◆ Records shown
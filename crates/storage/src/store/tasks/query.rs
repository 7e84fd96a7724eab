#![forbid(unsafe_code)]

use super::super::*;
use rusqlite::{OptionalExtension, params};

impl SqliteStore {
    /// The current task, or a superseded state when `version` names an older one.
    pub fn get_acquisition_task(
        &self,
        task_id: &str,
        version: Option<i64>,
    ) -> Result<AcquisitionTaskRow, StoreError> {
        let current = require_task(&self.conn, task_id.trim())?;
        let Some(version) = version else {
            return Ok(current);
        };
        if version == current.version {
            return Ok(current);
        }

        let snapshot = self
            .conn
            .query_row(
                "SELECT snapshot_json FROM acquisition_task_versions WHERE task_ref = ?1 AND version = ?2",
                params![current.id, version],
                |row| row.get::<_, String>(0),
            )
            .optional()?
            .ok_or_else(|| {
                StoreError::not_found(
                    EntityKind::AcquisitionTask,
                    format!("{} version {version}", current.task_id),
                )
            })?;
        restore_snapshot(&current, &snapshot)
    }

    /// Superseded states of a task, oldest first. The current state is not included.
    pub fn list_acquisition_task_versions(
        &self,
        task_id: &str,
    ) -> Result<Vec<TaskVersionRow>, StoreError> {
        let current = require_task(&self.conn, task_id.trim())?;
        let raw = collect_rows(
            &self.conn,
            r#"
            SELECT version, recorded_at_ms, snapshot_json FROM acquisition_task_versions
            WHERE task_ref = ?1
            ORDER BY version ASC
            "#,
            params![current.id],
            |row| {
                Ok((
                    row.get::<_, i64>(0)?,
                    row.get::<_, i64>(1)?,
                    row.get::<_, String>(2)?,
                ))
            },
        )?;
        raw.into_iter()
            .map(|(version, recorded_at, snapshot)| {
                Ok(TaskVersionRow {
                    task_id: current.task_id.clone(),
                    version,
                    recorded_at,
                    snapshot: restore_snapshot(&current, &snapshot)?,
                })
            })
            .collect()
    }

    pub fn list_acquisition_tasks(
        &self,
        request: &ListAcquisitionTasksRequest,
    ) -> Result<Vec<AcquisitionTaskRow>, StoreError> {
        collect_rows(
            &self.conn,
            &format!(
                r#"
                SELECT {TASK_COLUMNS} FROM acquisition_tasks
                WHERE (?1 IS NULL OR specimen_id = ?1)
                  AND (?2 IS NULL OR block_id = ?2)
                  AND (?3 IS NULL OR roi_id = ?3)
                  AND (?4 IS NULL OR status = ?4)
                  AND (?5 IS NULL OR task_type = ?5)
                ORDER BY created_at_ms ASC, task_id ASC
                LIMIT ?6 OFFSET ?7
                "#
            ),
            params![
                request.specimen_id.as_deref().map(str::trim),
                request.block_id.as_deref().map(str::trim),
                request.roi_id.as_deref().map(str::trim),
                request.status.map(|status| status.as_str()),
                request.task_type.as_deref().map(str::trim),
                to_sqlite_i64(request.page.limit)?,
                to_sqlite_i64(request.page.offset)?
            ],
            task_from_row,
        )
    }
}

/// Snapshots do not carry internal ids; they are taken from the live row.
fn restore_snapshot(
    current: &AcquisitionTaskRow,
    snapshot: &str,
) -> Result<AcquisitionTaskRow, StoreError> {
    let mut row: AcquisitionTaskRow = serde_json::from_str(snapshot)?;
    row.id = current.id;
    row.roi_ref = current.roi_ref;
    Ok(row)
}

◆ Exercise
Looking at the listing above, count the lines that contain "NULL" and give nothing but the number.

◆ Answer box
5